Wet weather a welcome sign
Posted: Friday, December 14, 2012 12:00 pm
By JOSH GOWAN
Special to the Press
What do you get when you add a couple inches of rain, followed by a strong cold front, to the biggest alleged waterfowl migration of the year? Hopefully you get a whole bunch of ducks making their way down the Mississippi flyway. Maybe the last of the really warm weather has passed and this duck season will live up to its’ pre-season hype, otherwise I’m goin’ fishing!
I’m continuing my marathon season of Christmas parties, spending last weekend out gallivanting with the wife and friends again, and managed to ease back to Cape Girardeau and check out the new casino.
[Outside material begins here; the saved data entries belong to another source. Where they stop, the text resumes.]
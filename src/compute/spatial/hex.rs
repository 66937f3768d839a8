//! Hexagonal hierarchical cells backed by `h3o`.
//!
//! A [`HexCell`] has three interchangeable forms: the `h3o::CellIndex`, its
//! `u64` bit pattern, and a lowercase base-16 string without prefix. The
//! string form is always the plain base-16 rendering of the integer form.

use crate::error::{GeobinError, Result};
use h3o::{CellIndex, LatLng, Resolution};
use serde::{Deserialize, Serialize};
use std::fmt;
use std::str::FromStr;

pub const MAX_RESOLUTION: u8 = 15;

/// Validate and convert a hex resolution.
pub fn resolution(res: u8) -> Result<Resolution> {
    Resolution::try_from(res).map_err(|_| GeobinError::InvalidResolution(res))
}

/// A valid hex cell identifier. Ordered by its integer form.
#[derive(Debug, Clone, Copy, PartialEq, Eq, Hash, Serialize, Deserialize)]
#[serde(try_from = "String", into = "String")]
pub struct HexCell(CellIndex);

impl HexCell {
    fn index(&self) -> CellIndex {
        self.0
    }

    pub fn to_int(&self) -> u64 {
        u64::from(self.0)
    }

    /// Rebuild a cell from its integer form.
    ///
    /// Fails with [`GeobinError::Format`] if `n` is not a valid cell index.
    pub fn from_int(n: u64) -> Result<Self> {
        CellIndex::try_from(n)
            .map(Self::from)
            .map_err(|e| GeobinError::Format(format!("invalid hex cell integer {:#x}: {}", n, e)))
    }

    /// Lowercase base-16 string, no `0x` prefix.
    pub fn to_hex_string(&self) -> String {
        self.index().to_string()
    }

    /// Parse the base-16 string form (case-insensitive).
    pub fn parse_hex(s: &str) -> Result<Self> {
        s.trim()
            .to_ascii_lowercase()
            .parse::<CellIndex>()
            .map(Self::from)
            .map_err(|e| GeobinError::Format(format!("invalid hex cell string {:?}: {}", s, e)))
    }

    pub fn resolution(&self) -> u8 {
        u8::from(self.index().resolution())
    }

    /// Enclosing cell at a coarser resolution. `None` when `res` is finer than
    /// this cell.
    pub fn parent(&self, res: u8) -> Result<Option<HexCell>> {
        let res = resolution(res)?;
        Ok(self.index().parent(res).map(Self::from))
    }

    /// Cell center as (lat, lon) degrees.
    pub fn center(&self) -> (f64, f64) {
        let ll = LatLng::from(self.index());
        (ll.lat(), ll.lng())
    }

    /// Closed boundary ring as `[lon, lat]` pairs.
    pub fn boundary_ring(&self) -> Vec<[f64; 2]> {
        let boundary = self.index().boundary();
        let mut ring: Vec<[f64; 2]> = boundary.iter().map(|ll| [ll.lng(), ll.lat()]).collect();
        if let Some(first) = ring.first().copied() {
            ring.push(first);
        }
        ring
    }
}

impl From<CellIndex> for HexCell {
    fn from(index: CellIndex) -> Self {
        Self(index)
    }
}

impl PartialOrd for HexCell {
    fn partial_cmp(&self, other: &Self) -> Option<std::cmp::Ordering> {
        Some(self.cmp(other))
    }
}

impl Ord for HexCell {
    fn cmp(&self, other: &Self) -> std::cmp::Ordering {
        self.to_int().cmp(&other.to_int())
    }
}

impl fmt::Display for HexCell {
    fn fmt(&self, f: &mut fmt::Formatter<'_>) -> fmt::Result {
        f.write_str(&self.to_hex_string())
    }
}

impl FromStr for HexCell {
    type Err = GeobinError;

    fn from_str(s: &str) -> Result<Self> {
        Self::parse_hex(s)
    }
}

impl TryFrom<String> for HexCell {
    type Error = GeobinError;

    fn try_from(s: String) -> Result<Self> {
        Self::parse_hex(&s)
    }
}

impl From<HexCell> for String {
    fn from(cell: HexCell) -> Self {
        cell.to_hex_string()
    }
}

/// Map a coordinate to the hex cell containing it.
///
/// # Examples
///
/// ```
/// use geobin::compute::spatial::hex::{index_hex, HexCell};
///
/// let cell = index_hex(43.0621, 141.3544, 7).unwrap();
/// assert_eq!(cell.resolution(), 7);
/// assert_eq!(HexCell::from_int(cell.to_int()).unwrap(), cell);
/// assert_eq!(cell.to_hex_string(), format!("{:x}", cell.to_int()));
///
/// assert!(index_hex(43.0, 141.0, 16).is_err());
/// ```
pub fn index_hex(lat: f64, lon: f64, res: u8) -> Result<HexCell> {
    let res = resolution(res)?;
    index_hex_at(lat, lon, res)
}

pub(crate) fn index_hex_at(lat: f64, lon: f64, res: Resolution) -> Result<HexCell> {
    let ll = LatLng::new(lat, lon)
        .map_err(|e| GeobinError::InvalidInput(format!("invalid coordinate ({}, {}): {}", lat, lon, e)))?;
    Ok(HexCell::from(ll.to_cell(res)))
}

#[cfg(test)]
mod tests {
    use super::*;

    const SAMPLES: [(f64, f64); 5] = [
        (43.0621, 141.3544),
        (35.6812, 139.7671),
        (26.2124, 127.6809),
        (-33.8688, 151.2093),
        (0.0, 0.0),
    ];

    #[test]
    fn test_int_round_trip_all_resolutions() {
        for (lat, lon) in SAMPLES {
            for res in 0..=MAX_RESOLUTION {
                let cell = index_hex(lat, lon, res).unwrap();
                assert_eq!(cell.resolution(), res);
                assert_eq!(HexCell::from_int(cell.to_int()).unwrap(), cell);
            }
        }
    }

    #[test]
    fn test_hex_string_matches_generic_base16() {
        for (lat, lon) in SAMPLES {
            for res in 0..=MAX_RESOLUTION {
                let cell = index_hex(lat, lon, res).unwrap();
                let generic = format!("{:x}", cell.to_int());
                assert!(cell.to_hex_string().eq_ignore_ascii_case(&generic));
                assert!(!cell.to_hex_string().starts_with("0x"));
                assert_eq!(HexCell::parse_hex(&generic.to_uppercase()).unwrap(), cell);
                assert_eq!(u64::from_str_radix(&cell.to_hex_string(), 16).unwrap(), cell.to_int());
            }
        }
    }

    #[test]
    fn test_invalid_resolution() {
        assert!(matches!(
            index_hex(35.0, 139.0, 16),
            Err(GeobinError::InvalidResolution(16))
        ));
    }

    #[test]
    fn test_invalid_integer_and_string() {
        assert!(matches!(HexCell::from_int(0), Err(GeobinError::Format(_))));
        assert!(matches!(HexCell::parse_hex("not-hex"), Err(GeobinError::Format(_))));
    }

    #[test]
    fn test_parent_nests() {
        let fine = index_hex(35.6812, 139.7671, 9).unwrap();
        let coarse = fine.parent(5).unwrap().unwrap();
        assert_eq!(coarse.resolution(), 5);
        assert_eq!(HexCell::parse_hex(&coarse.to_hex_string()).unwrap(), coarse);
        assert_eq!(coarse.parent(5).unwrap(), Some(coarse));
        assert_eq!(fine.parent(9).unwrap(), Some(fine));
        assert_eq!(coarse.parent(9).unwrap(), None);
    }

    #[test]
    fn test_boundary_is_closed_ring() {
        let cell = index_hex(35.6812, 139.7671, 6).unwrap();
        let ring = cell.boundary_ring();
        assert!(ring.len() >= 7);
        assert_eq!(ring.first(), ring.last());

        let (lat, lon) = cell.center();
        assert!((lat - 35.6812).abs() < 0.2);
        assert!((lon - 139.7671).abs() < 0.2);
    }

    #[test]
    fn test_serde_as_string() {
        let cell = index_hex(35.6812, 139.7671, 6).unwrap();
        let json = serde_json::to_string(&cell).unwrap();
        assert_eq!(json, format!("\"{}\"", cell.to_hex_string()));
        let back: HexCell = serde_json::from_str(&json).unwrap();
        assert_eq!(back, cell);
    }
}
It’s a heck of a structure, and real nice inside if that’s the sort of thing you’re into. The highlight for me was my catfish po-boy at the Lone Wolf restaurant inside, it was a fine sandwich.
Now on to the important stuff. Reelfoot Lake didn’t get enough water to cover up the stumps and my buddy Allen Kolwick took advantage of it. He fished in the beautiful weather we had Saturday, and said that color change was key. Now Allen is known to change his jig colors fairly often on the water, but if he catches fish doing it it’s hard to argue with his tactics.
He said the bite didn’t get good for him until after lunch, and he picked up his 30 fish limit by 4 p.m. He said the go-to color most everywhere, chartreuse, was not working at all, and he’d go through colors until he found one they were hitting well, then about an hour later would have to change again. The black and grey LakeFork caught the most fish and he was still fishing relatively deep.
Over on Wappapello Lake the crappie fishing is continuing to improve. The first annual Wayne County Associate Crappie Club tournament was this past weekend.
The tournament allowed a team of crappie anglers to weigh their 10 biggest fish, as opposed to seven fish like most, and the winning stringer weighed over 13 pounds and was caught by Gale and Randy Humphry. They caught their fish spider-rigging the edge of the river channel in 13 foot of water, using medium shiners (minnows) they got from Slabber Dave’s Bait and Tackle.
Mr. Tom, a.k.a. Cane Pole, caught some really nice fish on Kentucky Lake in 8 to 10 foot of water using pink and chartreuse hand-tied jigs. He said the water is down from last week and the water temperature is up to 55-57 degrees in West Sandy. He caught fish in and on brush and they were hitting the baits on the fall and on the rise, but not hitting hard.
While this year has been tough for a lot of duck hunters due mostly to the warm weather, some blinds are still killing a bunch of ducks. My buddy Zach Friend has been hunting with his buddy Drew Ryan and they’ve been really successful as of late, even in the warm weather.
Drew has them set up in a layout blind on the edge of a flooded bean field. They’ve only been hunting four dozen decoys and moving them quite a bit to adjust for the ducks.
In the last three mornings they’ve killed 58 ducks and 15 snows out of their spot.
The ducks were mostly mallards and gadwalls, a few teal, three drake widgeons, six pintails, two canvasbacks and a partridge in a pear tree… Zach said Friday the Mojo’s were working well with a horseshoe spread catering to the south wind, but the next two days the ducks were flaring off the Mojo’s.
The ducks were landing too far out from the spread, so they took all the decoys and bunched them up to one side of the layout blinds, and that brought the ducks close enough for a shot.
They, like me and the rest of us, are watching that forecast of 750,000 ducks being pushed down from the Dakota’s, we’ll see!